▶ [Task brief]:
Give the records again in full, exactly as written.

▶ [Records shown]:
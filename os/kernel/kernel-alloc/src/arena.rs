use kernel_memory_addresses::PhysicalAddress;
use log::{info, warn};

/// Alignment applied when callers ask for less.
pub const DEFAULT_MINIMUM_ALIGNMENT: u64 = 32;

/// Number of allocations the region log keeps.
pub const REGION_LOG_CAPACITY: usize = 64;

/// Hands the discovered free span to an allocator.
pub trait ArenaInit {
    /// Take over `size` bytes starting at `start`. Called once per boot.
    fn init_arena(&mut self, start: PhysicalAddress, size: u64);
}

#[derive(Debug, Copy, Clone, PartialEq, Eq, thiserror::Error)]
pub enum ArenaError {
    #[error("alignment {0:#x} is not a power of two")]
    InvalidAlignment(u64),
    #[error(
        "requested={requested:#x} (align={align:#x}), need={need:#x}, but free={free:#x}"
    )]
    OutOfMemory {
        requested: u64,
        align: u64,
        need: u64,
        free: u64,
    },
}

/// One logged allocation.
#[derive(Debug, Default, Copy, Clone, PartialEq, Eq)]
pub struct Region {
    pub base: PhysicalAddress,
    pub size: u64,
}

#[derive(Debug)]
pub struct PhysArena {
    base: PhysicalAddress,
    top: PhysicalAddress,
    align_min: u64,
    regions: [Region; REGION_LOG_CAPACITY],
    nr_regions: usize,
    log_full_reported: bool,
}

impl Default for PhysArena {
    fn default() -> Self {
        Self::new()
    }
}

impl ArenaInit for PhysArena {
    fn init_arena(&mut self, start: PhysicalAddress, size: u64) {
        self.base = start;
        self.top = start.checked_add(size).unwrap_or(PhysicalAddress::new(u64::MAX));
        self.align_min = DEFAULT_MINIMUM_ALIGNMENT;
        self.nr_regions = 0;
        self.log_full_reported = false;
        info!("phys arena: {start}-{} ({size:#x} bytes)", self.top);
    }
}

impl PhysArena {
    /// An arena without storage; every allocation fails until [`ArenaInit::init_arena`].
    #[must_use]
    pub const fn new() -> Self {
        Self {
            base: PhysicalAddress::zero(),
            top: PhysicalAddress::zero(),
            align_min: DEFAULT_MINIMUM_ALIGNMENT,
            regions: [Region {
                base: PhysicalAddress::zero(),
                size: 0,
            }; REGION_LOG_CAPACITY],
            nr_regions: 0,
            log_full_reported: false,
        }
    }

    /// Raise or lower the alignment every allocation gets at least.
    ///
    /// # Errors
    /// [`ArenaError::InvalidAlignment`] unless `align` is a power of two.
    pub const fn set_minimum_alignment(&mut self, align: u64) -> Result<(), ArenaError> {
        if !align.is_power_of_two() {
            return Err(ArenaError::InvalidAlignment(align));
        }
        self.align_min = align;
        Ok(())
    }

    #[must_use]
    pub const fn minimum_alignment(&self) -> u64 {
        self.align_min
    }

    /// Bytes left between the free base and the top.
    #[must_use]
    pub const fn free(&self) -> u64 {
        self.top.as_u64().saturating_sub(self.base.as_u64())
    }

    /// Exclusive upper end of the arena.
    #[must_use]
    pub const fn top(&self) -> PhysicalAddress {
        self.top
    }

    /// Carve `size` bytes aligned to `max(align, minimum alignment)`.
    ///
    /// Padding needed for the alignment is consumed too.
    ///
    /// # Errors
    /// [`ArenaError::InvalidAlignment`] or [`ArenaError::OutOfMemory`]; the arena
    /// is unchanged in both cases.
    pub fn alloc_aligned(&mut self, size: u64, align: u64) -> Result<PhysicalAddress, ArenaError> {
        if !align.is_power_of_two() {
            return Err(ArenaError::InvalidAlignment(align));
        }
        let align = align.max(self.align_min);
        let free = self.free();
        let out_of_memory = |need| ArenaError::OutOfMemory {
            requested: size,
            align,
            need,
            free,
        };

        let addr = self.base.align_up(align).ok_or_else(|| out_of_memory(u64::MAX))?;
        let padding = addr.as_u64() - self.base.as_u64();
        let need = size.checked_add(padding).ok_or_else(|| out_of_memory(u64::MAX))?;
        if need > free {
            let err = out_of_memory(need);
            warn!("phys arena: {err}, top={}", self.top);
            return Err(err);
        }

        self.base += need;
        self.record(Region { base: addr, size });
        Ok(addr)
    }

    /// Carve `size` bytes at the minimum alignment.
    ///
    /// # Errors
    /// See [`PhysArena::alloc_aligned`].
    pub fn alloc(&mut self, size: u64) -> Result<PhysicalAddress, ArenaError> {
        self.alloc_aligned(size, self.align_min)
    }

    /// Like [`PhysArena::alloc_aligned`], then clear the storage.
    ///
    /// # Errors
    /// See [`PhysArena::alloc_aligned`].
    ///
    /// # Safety
    /// The arena must describe identity-mapped storage that nothing else uses.
    pub unsafe fn alloc_zeroed(
        &mut self,
        size: u64,
        align: u64,
    ) -> Result<PhysicalAddress, ArenaError> {
        let addr = self.alloc_aligned(size, align)?;
        #[allow(clippy::cast_possible_truncation)]
        // SAFETY: the range was just carved out of storage the caller vouches for.
        unsafe {
            core::ptr::write_bytes(addr.as_mut_ptr::<u8>(), 0, size as usize);
        }
        Ok(addr)
    }

    /// Hand out whatever is left and empty the arena.
    ///
    /// Returns the `(base, top)` pair, or `None` if nothing was left.
    pub fn take_unused(&mut self) -> Option<(PhysicalAddress, PhysicalAddress)> {
        if self.free() == 0 {
            return None;
        }
        let unused = (self.base, self.top);
        self.base = self.top;
        Some(unused)
    }

    /// Logged allocations, oldest first.
    pub fn regions(&self) -> impl Iterator<Item = Region> + '_ {
        self.regions[..self.nr_regions].iter().copied()
    }

    /// Log the minimum alignment, every recorded region and the free rest.
    pub fn show(&self) {
        info!("phys arena minimum alignment: {:#x}", self.align_min);
        for region in self.regions() {
            info!(
                "{:016x}-{:016x} [USED]",
                region.base.as_u64(),
                (region.base.as_u64() + region.size).saturating_sub(1)
            );
        }
        info!(
            "{:016x}-{:016x} [FREE]",
            self.base.as_u64(),
            self.top.as_u64().saturating_sub(1)
        );
    }

    fn record(&mut self, region: Region) {
        if let Some(slot) = self.regions.get_mut(self.nr_regions) {
            *slot = region;
            self.nr_regions += 1;
        } else if !self.log_full_reported {
            warn!("phys arena: region log full, no longer logging allocations");
            self.log_full_reported = true;
        }
    }
}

▶ [Exercise result]:
filename os/kernel/kernel-alloc/src/arena.rs
use kernel_memory_addresses::PhysicalAddress;
use log::{info, warn};

/// Alignment applied when callers ask for less.
pub const DEFAULT_MINIMUM_ALIGNMENT: u64 = 32;

/// Number of allocations the region log keeps.
pub const REGION_LOG_CAPACITY: usize = 64;

/// Hands the discovered free span to an allocator.
pub trait ArenaInit {
    /// Take over `size` bytes starting at `start`. Called once per boot.
    fn init_arena(&mut self, start: PhysicalAddress, size: u64);
}

#[derive(Debug, Copy, Clone, PartialEq, Eq, thiserror::Error)]
pub enum ArenaError {
    #[error("alignment {0:#x} is not a power of two")]
    InvalidAlignment(u64),
    #[error(
        "requested={requested:#x} (align={align:#x}), need={need:#x}, but free={free:#x}"
    )]
    OutOfMemory {
        requested: u64,
        align: u64,
        need: u64,
        free: u64,
    },
}

/// One logged allocation.
#[derive(Debug, Default, Copy, Clone, PartialEq, Eq)]
pub struct Region {
    pub base: PhysicalAddress,
    pub size: u64,
}

#[derive(Debug)]
pub struct PhysArena {
    base: PhysicalAddress,
    top: PhysicalAddress,
    align_min: u64,
    regions: [Region; REGION_LOG_CAPACITY],
    nr_regions: usize,
    log_full_reported: bool,
}

impl Default for PhysArena {
    fn default() -> Self {
        Self::new()
    }
}

impl ArenaInit for PhysArena {
    fn init_arena(&mut self, start: PhysicalAddress, size: u64) {
        self.base = start;
        self.top = start.checked_add(size).unwrap_or(PhysicalAddress::new(u64::MAX));
        self.align_min = DEFAULT_MINIMUM_ALIGNMENT;
        self.nr_regions = 0;
        self.log_full_reported = false;
        info!("phys arena: {start}-{} ({size:#x} bytes)", self.top);
    }
}

impl PhysArena {
    /// An arena without storage; every allocation fails until [`ArenaInit::init_arena`].
    #[must_use]
    pub const fn new() -> Self {
        Self {
            base: PhysicalAddress::zero(),
            top: PhysicalAddress::zero(),
            align_min: DEFAULT_MINIMUM_ALIGNMENT,
            regions: [Region {
                base: PhysicalAddress::zero(),
                size: 0,
            }; REGION_LOG_CAPACITY],
            nr_regions: 0,
            log_full_reported: false,
        }
    }

    /// Raise or lower the alignment every allocation gets at least.
    ///
    /// # Errors
    /// [`ArenaError::InvalidAlignment`] unless `align` is a power of two.
    pub const fn set_minimum_alignment(&mut self, align: u64) -> Result<(), ArenaError> {
        if !align.is_power_of_two() {
            return Err(ArenaError::InvalidAlignment(align));
        }
        self.align_min = align;
        Ok(())
    }

    #[must_use]
    pub const fn minimum_alignment(&self) -> u64 {
        self.align_min
    }

    /// Bytes left between the free base and the top.
    #[must_use]
    pub const fn free(&self) -> u64 {
        self.top.as_u64().saturating_sub(self.base.as_u64())
    }

    /// Exclusive upper end of the arena.
    #[must_use]
    pub const fn top(&self) -> PhysicalAddress {
        self.top
    }

    /// Carve `size` bytes aligned to `max(align, minimum alignment)`.
    ///
    /// Padding needed for the alignment is consumed too.
    ///
    /// # Errors
    /// [`ArenaError::InvalidAlignment`] or [`ArenaError::OutOfMemory`]; the arena
    /// is unchanged in both cases.
    pub fn alloc_aligned(&mut self, size: u64, align: u64) -> Result<PhysicalAddress, ArenaError> {
        if !align.is_power_of_two() {
            return Err(ArenaError::InvalidAlignment(align));
        }
        let align = align.max(self.align_min);
        let free = self.free();
        let out_of_memory = |need| ArenaError::OutOfMemory {
            requested: size,
            align,
            need,
            free,
        };

        let addr = self.base.align_up(align).ok_or_else(|| out_of_memory(u64::MAX))?;
        let padding = addr.as_u64() - self.base.as_u64();
        let need = size.checked_add(padding).ok_or_else(|| out_of_memory(u64::MAX))?;
        if need > free {
            let err = out_of_memory(need);
            warn!("phys arena: {err}, top={}", self.top);
            return Err(err);
        }

        self.base += need;
        self.record(Region { base: addr, size });
        Ok(addr)
    }

    /// Carve `size` bytes at the minimum alignment.
    ///
    /// # Errors
    /// See [`PhysArena::alloc_aligned`].
    pub fn alloc(&mut self, size: u64) -> Result<PhysicalAddress, ArenaError> {
        self.alloc_aligned(size, self.align_min)
    }

    /// Like [`PhysArena::alloc_aligned`], then clear the storage.
    ///
    /// # Errors
    /// See [`PhysArena::alloc_aligned`].
    ///
    /// # Safety
    /// The arena must describe identity-mapped storage that nothing else uses.
    pub unsafe fn alloc_zeroed(
        &mut self,
        size: u64,
        align: u64,
    ) -> Result<PhysicalAddress, ArenaError> {
        let addr = self.alloc_aligned(size, align)?;
        #[allow(clippy::cast_possible_truncation)]
        // SAFETY: the range was just carved out of storage the caller vouches for.
        unsafe {
            core::ptr::write_bytes(addr.as_mut_ptr::<u8>(), 0, size as usize);
        }
        Ok(addr)
    }

    /// Hand out whatever is left and empty the arena.
    ///
    /// Returns the `(base, top)` pair, or `None` if nothing was left.
    pub fn take_unused(&mut self) -> Option<(PhysicalAddress, PhysicalAddress)> {
        if self.free() == 0 {
            return None;
        }
        let unused = (self.base, self.top);
        self.base = self.top;
        Some(unused)
    }

    /// Logged allocations, oldest first.
    pub fn regions(&self) -> impl Iterator<Item = Region> + '_ {
        self.regions[..self.nr_regions].iter().copied()
    }

    /// Log the minimum alignment, every recorded region and the free rest.
    pub fn show(&self) {
        info!("phys arena minimum alignment: {:#x}", self.align_min);
        for region in self.regions() {
            info!(
                "{:016x}-{:016x} [USED]",
                region.base.as_u64(),
                (region.base.as_u64() + region.size).saturating_sub(1)
            );
        }
        info!(
            "{:016x}-{:016x} [FREE]",
            self.base.as_u64(),
            self.top.as_u64().saturating_sub(1)
        );
    }

    fn record(&mut self, region: Region) {
        if let Some(slot) = self.regions.get_mut(self.nr_regions) {
            *slot = region;
            self.nr_regions += 1;
        } else if !self.log_full_reported {
            warn!("phys arena: region log full, no longer logging allocations");
            self.log_full_reported = true;
        }
    }
}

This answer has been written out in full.